Con uno sbuffo si trasformò in tigre per correre più veloce, ma appena lo fece Kagami esclamò così forte da far quasi cadere le cuffie agli altri, che istintivamente avevano cercato di tapparsi le orecchie:
“No! Bastardi! Sono arrivati i rinforzi degli ally! Aomine… se te ne vai, giuro su tutte le mucche di questo mondo che il mio fantasma ti perseguiterà a vita.”
Daiki si grattò l’orecchio, notando che effettivamente c’erano circa sei ally e già stavano attaccando entrambi: “Bah, ormai è troppo tardi, mi hanno comunque aggrato. Colpa tua che sei lento, oltre che stupido.”
“Kuroko – soffiò il tauren, ignorando il solito fare gentile di Aomine, impegnato com’era a sopravvivere – una mano ci sarebbe gradita, se vogliamo uscirne più o meno vivi.”
Midorima guardò il porta scotch, l’oggetto portafortuna del giorno, e scosse la testa: decisamente la situazione non prometteva bene. Ma Kise intervenne:
“Kurokocchi, non lo fare! Prendono di mira gli healer!”
Si sentì giusto un sospiro in cassa, poi la voce pacata e quasi monocorde di Kuroko che replicò:
“Vedo di aiutarli, posso sempre cercare di svanire.”

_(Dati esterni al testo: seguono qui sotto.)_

//! Fixed-step simulation substrate for LTI systems.
//!
//! Provides:
//! - the `TransientModel` trait for pluggable dynamic systems
//! - fixed-step RK4 and forward Euler integrators
//! - a simulation runner with decimation and early stop
//! - phase-variable companion state-space realization with exact
//!   zero-order-hold stepping for stiff systems
//! - unit-step response of a transfer function

pub mod error;
pub mod integrator;
pub mod model;
pub mod sim;
pub mod state_space;
pub mod step;

// Re-exports for public API
pub use error::{SimError, SimResult};
pub use integrator::{ForwardEuler, Integrator, RK4};
pub use model::TransientModel;
pub use sim::{IntegratorType, SimOptions, SimRecord, run_map_until, run_sim, run_sim_until};
pub use state_space::{HoldMap, LinearModel, LinearScheme, StateSpace};
pub use step::{StepOptions, StepResponse, StepRun, simulate_step, step_horizon, step_response};
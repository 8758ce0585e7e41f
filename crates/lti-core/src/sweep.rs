//! Grid generation for frequency and gain sweeps.

use crate::error::{LtiError, LtiResult};

/// Uniformly spaced points, endpoints included.
pub fn linear_sweep(start: f64, end: f64, num_points: usize) -> LtiResult<Vec<f64>> {
    if !start.is_finite() || !end.is_finite() {
        return Err(LtiError::invalid_input("sweep bounds must be finite"));
    }
    if num_points <= 1 {
        return Ok(vec![start]);
    }

    let mut points = Vec::with_capacity(num_points);
    let delta = (end - start) / (num_points - 1) as f64;
    for i in 0..num_points {
        points.push(start + i as f64 * delta);
    }

    // Ensure exact endpoint
    points[num_points - 1] = end;
    Ok(points)
}

/// Logarithmically spaced points between two positive bounds.
///
/// # Errors
///
/// Returns `InvalidInput` unless both bounds are positive and finite.
pub fn log_sweep(start: f64, end: f64, num_points: usize) -> LtiResult<Vec<f64>> {
    if !(start > 0.0 && end > 0.0 && start.is_finite() && end.is_finite()) {
        return Err(LtiError::invalid_input(
            "logarithmic sweep bounds must be positive and finite",
        ));
    }
    if num_points <= 1 {
        return Ok(vec![start]);
    }

    let mut points = Vec::with_capacity(num_points);
    let log_start = start.ln();
    let log_end = end.ln();
    let log_delta = (log_end - log_start) / (num_points - 1) as f64;

    for i in 0..num_points {
        let log_val = log_start + i as f64 * log_delta;
        points.push(log_val.exp());
    }

    // Ensure exact endpoint
    points[num_points - 1] = end;
    Ok(points)
}

/// Number of points giving `per_decade` resolution between two positive bounds.
pub fn points_for_decades(start: f64, end: f64, per_decade: usize) -> usize {
    let decades = (end / start).log10().abs();
    ((decades * per_decade as f64 - 1e-9).ceil() as usize).max(2) + 1
}
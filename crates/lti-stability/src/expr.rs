//! Coefficient expressions.
//!
//! Each coefficient is a numeric literal or an arithmetic expression in at
//! most one free variable (`x`, `K`, ...). Supported: numbers (with optional
//! exponent), one identifier, `+ - * /`, `^` or `**` with a non-negative
//! integer exponent, parentheses and implicit multiplication (`2x`).
//! Expressions evaluate to polynomials in the free variable.

use lti_core::Polynomial;

use crate::error::{StabilityError, StabilityResult};

/// Largest exponent accepted by `^`.
const MAX_POWER: u32 = 32;

#[derive(Clone, Debug, PartialEq)]
enum Token {
    Num(f64),
    Ident(String),
    Plus,
    Minus,
    Star,
    Slash,
    Caret,
    LParen,
    RParen,
}

/// Parsed coefficient list.
#[derive(Clone, Debug, PartialEq)]
pub struct ParsedCoefficients {
    /// Polynomials in the free variable, highest `s` power first
    pub coeffs: Vec<Polynomial>,
    /// Name of the free variable, if any coefficient uses one
    pub variable: Option<String>,
}

impl ParsedCoefficients {
    pub fn is_symbolic(&self) -> bool {
        self.coeffs.iter().any(|c| c.degree() > 0)
    }
}

/// Parse every coefficient, sharing one free-variable slot across all of them.
///
/// # Errors
///
/// - `InvalidInput` for syntax errors or empty input
/// - `UnsupportedSymbolicExpression` for a second distinct variable or
///   division by a non-constant expression
pub fn parse_coefficients<S: AsRef<str>>(inputs: &[S]) -> StabilityResult<ParsedCoefficients> {
    if inputs.is_empty() {
        return Err(StabilityError::invalid("no coefficients supplied"));
    }
    let mut variable: Option<String> = None;
    let mut coeffs = Vec::with_capacity(inputs.len());
    for (i, text) in inputs.iter().enumerate() {
        let text = text.as_ref();
        let tokens = tokenize(text)
            .map_err(|e| StabilityError::invalid(format!("coefficient {i} ('{text}'): {e}")))?;
        let mut parser = Parser {
            tokens,
            pos: 0,
            variable: &mut variable,
        };
        let poly = parser.parse_all().map_err(|e| match e {
            StabilityError::InvalidInput { what } => {
                StabilityError::invalid(format!("coefficient {i} ('{text}'): {what}"))
            }
            other => other,
        })?;
        coeffs.push(poly);
    }
    Ok(ParsedCoefficients { coeffs, variable })
}

fn tokenize(text: &str) -> Result<Vec<Token>, String> {
    let chars: Vec<char> = text.chars().collect();
    let mut tokens = Vec::new();
    let mut i = 0;
    while i < chars.len() {
        let c = chars[i];
        match c {
            ' ' | '\t' => i += 1,
            '+' => {
                tokens.push(Token::Plus);
                i += 1;
            }
            '-' => {
                tokens.push(Token::Minus);
                i += 1;
            }
            '*' => {
                if chars.get(i + 1) == Some(&'*') {
                    tokens.push(Token::Caret);
                    i += 2;
                } else {
                    tokens.push(Token::Star);
                    i += 1;
                }
            }
            '/' => {
                tokens.push(Token::Slash);
                i += 1;
            }
            '^' => {
                tokens.push(Token::Caret);
                i += 1;
            }
            '(' => {
                tokens.push(Token::LParen);
                i += 1;
            }
            ')' => {
                tokens.push(Token::RParen);
                i += 1;
            }
            c if c.is_ascii_digit() || c == '.' => {
                let start = i;
                while i < chars.len() && (chars[i].is_ascii_digit() || chars[i] == '.') {
                    i += 1;
                }
                // exponent part, only when followed by digits
                if i < chars.len() && (chars[i] == 'e' || chars[i] == 'E') {
                    let mut j = i + 1;
                    if j < chars.len() && (chars[j] == '+' || chars[j] == '-') {
                        j += 1;
                    }
                    if j < chars.len() && chars[j].is_ascii_digit() {
                        while j < chars.len() && chars[j].is_ascii_digit() {
                            j += 1;
                        }
                        i = j;
                    }
                }
                let lexeme: String = chars[start..i].iter().collect();
                let value: f64 = lexeme
                    .parse()
                    .map_err(|_| format!("malformed number '{lexeme}'"))?;
                tokens.push(Token::Num(value));
            }
            c if c.is_alphabetic() || c == '_' => {
                let start = i;
                while i < chars.len() && (chars[i].is_alphanumeric() || chars[i] == '_') {
                    i += 1;
                }
                tokens.push(Token::Ident(chars[start..i].iter().collect()));
            }
            other => return Err(format!("unexpected character '{other}'")),
        }
    }
    if tokens.is_empty() {
        return Err("empty expression".to_string());
    }
    Ok(tokens)
}

struct Parser<'a> {
    tokens: Vec<Token>,
    pos: usize,
    variable: &'a mut Option<String>,
}

impl Parser<'_> {
    fn peek(&self) -> Option<&Token> {
        self.tokens.get(self.pos)
    }

    fn next(&mut self) -> Option<Token> {
        let t = self.tokens.get(self.pos).cloned();
        self.pos += 1;
        t
    }

    fn parse_all(&mut self) -> StabilityResult<Polynomial> {
        let value = self.expr()?;
        if let Some(t) = self.peek() {
            return Err(StabilityError::invalid(format!("unexpected token {t:?}")));
        }
        Ok(value)
    }

    fn expr(&mut self) -> StabilityResult<Polynomial> {
        let mut acc = self.term()?;
        while let Some(t) = self.peek() {
            match t {
                Token::Plus => {
                    self.pos += 1;
                    acc = &acc + &self.term()?;
                }
                Token::Minus => {
                    self.pos += 1;
                    acc = &acc - &self.term()?;
                }
                _ => break,
            }
        }
        Ok(acc)
    }

    fn term(&mut self) -> StabilityResult<Polynomial> {
        let mut acc = self.unary()?;
        loop {
            match self.peek() {
                Some(Token::Star) => {
                    self.pos += 1;
                    acc = &acc * &self.unary()?;
                }
                Some(Token::Slash) => {
                    self.pos += 1;
                    let divisor = self.unary()?;
                    if divisor.degree() > 0 {
                        return Err(StabilityError::unsupported(
                            "division by an expression in the free variable",
                        ));
                    }
                    if divisor.is_zero() {
                        return Err(StabilityError::invalid("division by zero"));
                    }
                    acc = acc.scale(1.0 / divisor.leading());
                }
                // implicit multiplication: 2x, 3(x + 1)
                Some(Token::Num(_)) | Some(Token::Ident(_)) | Some(Token::LParen) => {
                    acc = &acc * &self.power()?;
                }
                _ => break,
            }
        }
        Ok(acc)
    }

    fn unary(&mut self) -> StabilityResult<Polynomial> {
        match self.peek() {
            Some(Token::Minus) => {
                self.pos += 1;
                Ok(-&self.unary()?)
            }
            Some(Token::Plus) => {
                self.pos += 1;
                self.unary()
            }
            _ => self.power(),
        }
    }

    fn power(&mut self) -> StabilityResult<Polynomial> {
        let base = self.primary()?;
        if self.peek() != Some(&Token::Caret) {
            return Ok(base);
        }
        self.pos += 1;
        let exponent = self.unary()?;
        if exponent.degree() > 0 {
            return Err(StabilityError::unsupported(
                "exponent depends on the free variable",
            ));
        }
        let e = exponent.leading();
        if e < 0.0 || e.fract() != 0.0 || e > MAX_POWER as f64 {
            return Err(StabilityError::invalid(format!(
                "exponent must be an integer in 0..={MAX_POWER}"
            )));
        }
        let mut out = Polynomial::constant(1.0);
        for _ in 0..(e as u32) {
            out = &out * &base;
        }
        Ok(out)
    }

    fn primary(&mut self) -> StabilityResult<Polynomial> {
        match self.next() {
            Some(Token::Num(v)) => Ok(Polynomial::constant(v)),
            Some(Token::Ident(name)) => {
                match self.variable.as_deref() {
                    None => *self.variable = Some(name),
                    Some(existing) if existing == name => {}
                    Some(existing) => {
                        return Err(StabilityError::unsupported(format!(
                            "more than one free variable ('{existing}' and '{name}')"
                        )));
                    }
                }
                Ok(Polynomial::s())
            }
            Some(Token::LParen) => {
                let inner = self.expr()?;
                match self.next() {
                    Some(Token::RParen) => Ok(inner),
                    _ => Err(StabilityError::invalid("missing closing parenthesis")),
                }
            }
            Some(t) => Err(StabilityError::invalid(format!("unexpected token {t:?}"))),
            None => Err(StabilityError::invalid("unexpected end of expression")),
        }
    }
}

#[cfg(test)]
mod tests {
    use super::*;

    #[test]
    fn numeric_literals() {
        let p = parse_coefficients(&["1", "2.5", "-3", "1e-3"]).unwrap();
        assert!(!p.is_symbolic());
        assert_eq!(p.variable, None);
        assert_eq!(p.coeffs[1].coeffs(), &[2.5]);
        assert_eq!(p.coeffs[2].coeffs(), &[-3.0]);
        assert_eq!(p.coeffs[3].coeffs(), &[1e-3]);
    }

    #[test]
    fn expressions_in_one_variable() {
        let p = parse_coefficients(&["x", "2x + 1", "(x - 1)^2", "x**2/2", "3*(x+1)"]).unwrap();
        assert!(p.is_symbolic());
        assert_eq!(p.variable.as_deref(), Some("x"));
        assert_eq!(p.coeffs[0].coeffs(), &[1.0, 0.0]);
        assert_eq!(p.coeffs[1].coeffs(), &[2.0, 1.0]);
        assert_eq!(p.coeffs[2].coeffs(), &[1.0, -2.0, 1.0]);
        assert_eq!(p.coeffs[3].coeffs(), &[0.5, 0.0, 0.0]);
        assert_eq!(p.coeffs[4].coeffs(), &[3.0, 3.0]);
    }

    #[test]
    fn second_variable_is_unsupported() {
        let err = parse_coefficients(&["x", "y"]).unwrap_err();
        assert!(matches!(
            err,
            StabilityError::UnsupportedSymbolicExpression { .. }
        ));
        let err = parse_coefficients(&["1/x"]).unwrap_err();
        assert!(matches!(
            err,
            StabilityError::UnsupportedSymbolicExpression { .. }
        ));
    }

    #[test]
    fn syntax_errors_are_invalid_input() {
        for bad in ["", "1 +", "(x", "2 $ 3", "x^-1", "1/0"] {
            let err = parse_coefficients(&[bad]).unwrap_err();
            assert!(
                matches!(err, StabilityError::InvalidInput { .. }),
                "{bad}: {err:?}"
            );
        }
    }
}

Tanto, ormai, peggio di così.
“Grazie, Testsu. Se ci fosse anche il tank ad acchiappare botte non sarebbe male.” Fece presente Aomine, di fretta, per poi tornare a concentrarsi sulle giuste skill da usare e resistere fino all’arrivo di Kuroko. Ma per tutta risposta si sentì solo l’aprirsi di un pacchetto di patatine e conseguente masticazione.
“Hai detto qualcosa, Mine-chin?”
La domanda fu posta con il tono di chi in realtà già pensava che, comunque, non fosse stato detto assolutamente nulla di importante.
“Ho detto qualcosa sì!” esclamò Aomine che non era tipo da essere ignorato.
“Lascia perdere e usati quell’unica cura che hai in barra, prima che schiodi e mi lasci nella cacca!” intervenne Kagami.
“L’ho già usata, che ti credi?” sbottò il druido feral.
Aomine occhieggiò la sua barra vitale, vicina a una soglia rasente allo zero, e lo schermo si fece di un rosso allarmante, segno che ormai la fine era prossima. Ma, proprio quando credeva di essere sul punto di trovarsi riverso in terra e vedere il proprio fantasma al cimitero, Daiki ricevette una cura improvvisa, seguita da uno scudo che avrebbe incrementato la difesa, in modo da dare il tempo al dot rigenerante di riportare la sua vita a un livello accettabile.
Lo stesso accadde a Kagami che corse verso l’ulteriore cerchio di cura piazzato da Kuroko sul terreno, lo stesso Kuroko che non si vedeva da nessuna parte: sembrava essere diventato un tutt’uno con l’ambiente. Soddisfatto, Aomine lesse vari insulti in chat, ai quali aggiunse il suo personale fuck you and suck my dick, che venne prontamente censurato dal sistema con tanto di chiocciole e asterischi.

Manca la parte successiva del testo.